>>

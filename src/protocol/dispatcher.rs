use crate::connection::Connection;
use crate::core::packet::Packet;
use crate::error::{constants, ProtocolError, Result};
use std::collections::HashMap;
use std::sync::atomic::{AtomicU64, Ordering};
use std::sync::{Arc, RwLock};

/// Packet callback. Returning `Ok(Some(reply))` offers a reply to the packet;
/// only the first reply offered during one dispatch is kept.
pub type Handler = Arc<dyn Fn(&Connection, &Packet) -> Result<Option<Packet>> + Send + Sync + 'static>;

/// Identifies one registered callback so it can be removed again.
#[derive(Debug, Clone, Copy, PartialEq, Eq, Hash)]
pub struct HandlerId(u64);

#[derive(Default)]
struct HandlerTable {
    by_type: HashMap<i32, Vec<(HandlerId, Handler)>>,
    by_subtype: HashMap<(i32, i32), Vec<(HandlerId, Handler)>>,
}

impl HandlerTable {
    fn slot(&mut self, packet_type: i32, subtype: i32) -> &mut Vec<(HandlerId, Handler)> {
        if subtype == 0 {
            self.by_type.entry(packet_type).or_default()
        } else {
            self.by_subtype.entry((packet_type, subtype)).or_default()
        }
    }

    fn remove(&mut self, packet_type: i32, subtype: i32, id: HandlerId) -> bool {
        let list = if subtype == 0 {
            self.by_type.get_mut(&packet_type)
        } else {
            self.by_subtype.get_mut(&(packet_type, subtype))
        };
        let Some(list) = list else {
            return false;
        };

        let before = list.len();
        list.retain(|(existing, _)| *existing != id);
        let removed = list.len() != before;

        if list.is_empty() {
            if subtype == 0 {
                self.by_type.remove(&packet_type);
            } else {
                self.by_subtype.remove(&(packet_type, subtype));
            }
        }
        removed
    }

    /// Subtype-specific callbacks if any exist, otherwise the type-level ones.
    fn lookup(&self, packet_type: i32, subtype: i32) -> Vec<Handler> {
        if subtype != 0 {
            if let Some(list) = self.by_subtype.get(&(packet_type, subtype)) {
                return list.iter().map(|(_, h)| Arc::clone(h)).collect();
            }
        }
        self.by_type
            .get(&packet_type)
            .map(|list| list.iter().map(|(_, h)| Arc::clone(h)).collect())
            .unwrap_or_default()
    }

    fn contains(&self, packet_type: i32, subtype: i32) -> bool {
        (subtype != 0 && self.by_subtype.contains_key(&(packet_type, subtype)))
            || self.by_type.contains_key(&packet_type)
    }
}

/// Per-connection packet routing.
///
/// Two tables: one keyed by the inbound packet's `(type, subtype)`, and one
/// keyed by the `(type, subtype)` of the request a standard reply answers.
/// Registering a second callback under an existing key adds to it; callbacks
/// run in registration order. Dispatch snapshots the callback list under the
/// read lock and invokes it after the lock is released, so a callback may
/// register or unregister handlers on its own connection.
pub struct HandlerMap {
    handlers: RwLock<HandlerTable>,
    reply_handlers: RwLock<HandlerTable>,
    next_id: AtomicU64,
}

impl Default for HandlerMap {
    fn default() -> Self {
        Self::new()
    }
}

impl HandlerMap {
    pub fn new() -> Self {
        Self {
            handlers: RwLock::new(HandlerTable::default()),
            reply_handlers: RwLock::new(HandlerTable::default()),
            next_id: AtomicU64::new(1),
        }
    }

    fn next_id(&self) -> HandlerId {
        HandlerId(self.next_id.fetch_add(1, Ordering::Relaxed))
    }

    pub fn register<F>(&self, packet_type: i32, subtype: i32, handler: F) -> Result<HandlerId>
    where
        F: Fn(&Connection, &Packet) -> Result<Option<Packet>> + Send + Sync + 'static,
    {
        self.register_arc(packet_type, subtype, Arc::new(handler))
    }

    pub fn register_arc(&self, packet_type: i32, subtype: i32, handler: Handler) -> Result<HandlerId> {
        let mut table = self
            .handlers
            .write()
            .map_err(|_| ProtocolError::Custom(constants::ERR_HANDLER_WRITE_LOCK.into()))?;

        let id = self.next_id();
        table.slot(packet_type, subtype).push((id, handler));
        Ok(id)
    }

    pub fn unregister(&self, packet_type: i32, subtype: i32, id: HandlerId) -> Result<bool> {
        let mut table = self
            .handlers
            .write()
            .map_err(|_| ProtocolError::Custom(constants::ERR_HANDLER_WRITE_LOCK.into()))?;
        Ok(table.remove(packet_type, subtype, id))
    }

    /// Register a callback for standard replies answering requests of
    /// `(request_type, request_subtype)`.
    pub fn register_reply<F>(&self, request_type: i32, request_subtype: i32, handler: F) -> Result<HandlerId>
    where
        F: Fn(&Connection, &Packet) -> Result<Option<Packet>> + Send + Sync + 'static,
    {
        let mut table = self
            .reply_handlers
            .write()
            .map_err(|_| ProtocolError::Custom(constants::ERR_HANDLER_WRITE_LOCK.into()))?;

        let id = self.next_id();
        table
            .slot(request_type, request_subtype)
            .push((id, Arc::new(handler)));
        Ok(id)
    }

    pub fn unregister_reply(&self, request_type: i32, request_subtype: i32, id: HandlerId) -> Result<bool> {
        let mut table = self
            .reply_handlers
            .write()
            .map_err(|_| ProtocolError::Custom(constants::ERR_HANDLER_WRITE_LOCK.into()))?;
        Ok(table.remove(request_type, request_subtype, id))
    }

    pub fn handlers_for(&self, packet_type: i32, subtype: i32) -> Result<Vec<Handler>> {
        let table = self
            .handlers
            .read()
            .map_err(|_| ProtocolError::Custom(constants::ERR_HANDLER_READ_LOCK.into()))?;
        Ok(table.lookup(packet_type, subtype))
    }

    pub fn reply_handlers_for(&self, request_type: i32, request_subtype: i32) -> Result<Vec<Handler>> {
        let table = self
            .reply_handlers
            .read()
            .map_err(|_| ProtocolError::Custom(constants::ERR_HANDLER_READ_LOCK.into()))?;
        Ok(table.lookup(request_type, request_subtype))
    }

    /// Everything that should see `packet`: reply callbacks for the request
    /// it answers (if it is a standard reply), then its own callbacks.
    pub fn resolve(&self, packet: &Packet) -> Result<Vec<Handler>> {
        let mut resolved = match packet.as_reply() {
            Some(reply) => self.reply_handlers_for(reply.reply_to_type, reply.reply_to_subtype)?,
            None => Vec::new(),
        };
        resolved.extend(self.handlers_for(packet.packet_type, packet.subtype)?);
        Ok(resolved)
    }

    pub fn is_registered(&self, packet_type: i32, subtype: i32) -> bool {
        self.handlers
            .read()
            .map(|table| table.contains(packet_type, subtype))
            .unwrap_or(false)
    }
}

<<

What the exercise asks | Go through the listing above and copy each line where the string "Ordering" appears.

Solution for this exercise |
use std::sync::atomic::{AtomicU64, Ordering};
        HandlerId(self.next_id.fetch_add(1, Ordering::Relaxed))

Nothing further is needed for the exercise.